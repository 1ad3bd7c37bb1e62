//! Client-side behaviour appended to the page body: smooth scrolling for
//! navigation links, the back-to-top control and the interactive controls.

use crate::render::markup::{Element, Node};
use crate::render::publications::ALL_FILTER;
use crate::theme::THEME_KEY;

/// Scroll offset in pixels past which the back-to-top control is shown.
pub const BACK_TO_TOP_THRESHOLD: u32 = 300;

pub fn back_to_top_visible(scroll_y: f64) -> bool {
    scroll_y > f64::from(BACK_TO_TOP_THRESHOLD)
}

const NAVIGATION: &str = r#"
  document.querySelectorAll('nav a').forEach(function (anchor) {
    anchor.addEventListener('click', function (e) {
      var target = document.querySelector(this.getAttribute('href'));
      if (!target) return;
      e.preventDefault();
      target.scrollIntoView({ behavior: 'smooth' });
    });
  });
  var backToTop = document.getElementById('back-to-top');
  if (backToTop) {
    window.addEventListener('scroll', function () {
      backToTop.classList.toggle('visible', window.scrollY > __THRESHOLD__);
    });
    backToTop.addEventListener('click', function () {
      window.scrollTo({ top: 0, behavior: 'smooth' });
    });
  }
"#;

/// Served pages ask the server to filter publications and to toggle the theme.
const LIVE_CONTROLS: &str = r#"
  function showTheme(t) {
    document.documentElement.setAttribute('data-theme', t.theme);
    var button = document.getElementById('theme-toggle');
    if (button) { button.textContent = t.icon; button.setAttribute('aria-label', t.label); }
  }
  var filters = document.getElementById('publications-filters');
  if (filters) {
    filters.addEventListener('click', function (e) {
      var button = e.target.closest('.filter-btn');
      if (!button) return;
      fetch('/fragments/publications?year=' + encodeURIComponent(button.dataset.filter) +
        '&type=' + encodeURIComponent(button.dataset.yearType || ''))
        .then(function (r) { return r.json(); })
        .then(function (f) {
          filters.innerHTML = f.filters;
          document.getElementById('publications-list').innerHTML = f.list;
        });
    });
  }
  var toggle = document.getElementById('theme-toggle');
  if (toggle) {
    toggle.addEventListener('click', function () {
      fetch('/theme/toggle', {
        method: 'POST',
        headers: { 'Content-Type': 'application/json' },
        body: JSON.stringify({ current: document.documentElement.getAttribute('data-theme') })
      }).then(function (r) { return r.json(); }).then(showTheme);
    });
  }
"#;

/// Static pages keep the preference in the browser under the same key.
const STATIC_CONTROLS: &str = r#"
  var icons = { dark: ['☀️', 'Switch to light mode'], light: ['🌙', 'Switch to dark mode'] };
  function showTheme(theme) {
    document.documentElement.setAttribute('data-theme', theme);
    var button = document.getElementById('theme-toggle');
    if (button) { button.textContent = icons[theme][0]; button.setAttribute('aria-label', icons[theme][1]); }
  }
  var saved = localStorage.getItem('__THEME_KEY__');
  if (saved === 'dark' || saved === 'light') showTheme(saved);
  else if (window.matchMedia)
    showTheme(window.matchMedia('(prefers-color-scheme: light)').matches ? 'light' : 'dark');
  var toggle = document.getElementById('theme-toggle');
  if (toggle) {
    toggle.addEventListener('click', function () {
      var current = document.documentElement.getAttribute('data-theme') || 'dark';
      var next = current === 'dark' ? 'light' : 'dark';
      localStorage.setItem('__THEME_KEY__', next);
      showTheme(next);
    });
  }
  function yearMatches(item, year, type) {
    var own = item.dataset.year;
    if (own === undefined) return false;
    return item.dataset.yearType === type ? own === year : Number(own) === Number(year);
  }
  var filters = document.getElementById('publications-filters');
  if (filters) {
    filters.addEventListener('click', function (e) {
      var button = e.target.closest('.filter-btn');
      if (!button) return;
      filters.querySelectorAll('.filter-btn').forEach(function (b) { b.classList.remove('active'); });
      button.classList.add('active');
      var year = button.dataset.filter, type = button.dataset.yearType;
      document.querySelectorAll('#publications-list .pub-item').forEach(function (item) {
        var shown = year === '__ALL_FILTER__' || yearMatches(item, year, type);
        item.style.display = shown ? '' : 'none';
      });
    });
  }
"#;

/// The behaviour script. `live` selects server-backed controls.
pub fn script(live: bool) -> Node {
    let controls = if live { LIVE_CONTROLS } else { STATIC_CONTROLS };
    let body = format!("\n(function () {{{}{}}})();\n", NAVIGATION, controls)
        .replace("__THRESHOLD__", &BACK_TO_TOP_THRESHOLD.to_string())
        .replace("__THEME_KEY__", THEME_KEY)
        .replace("__ALL_FILTER__", ALL_FILTER);

    Element::new("script").raw(body).into()
}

INSTRUCTIONS FOR THE TASK |
Find out how many lines above hold "yearMatches". Write only the number.

REPLY TO THE EXERCISE |
2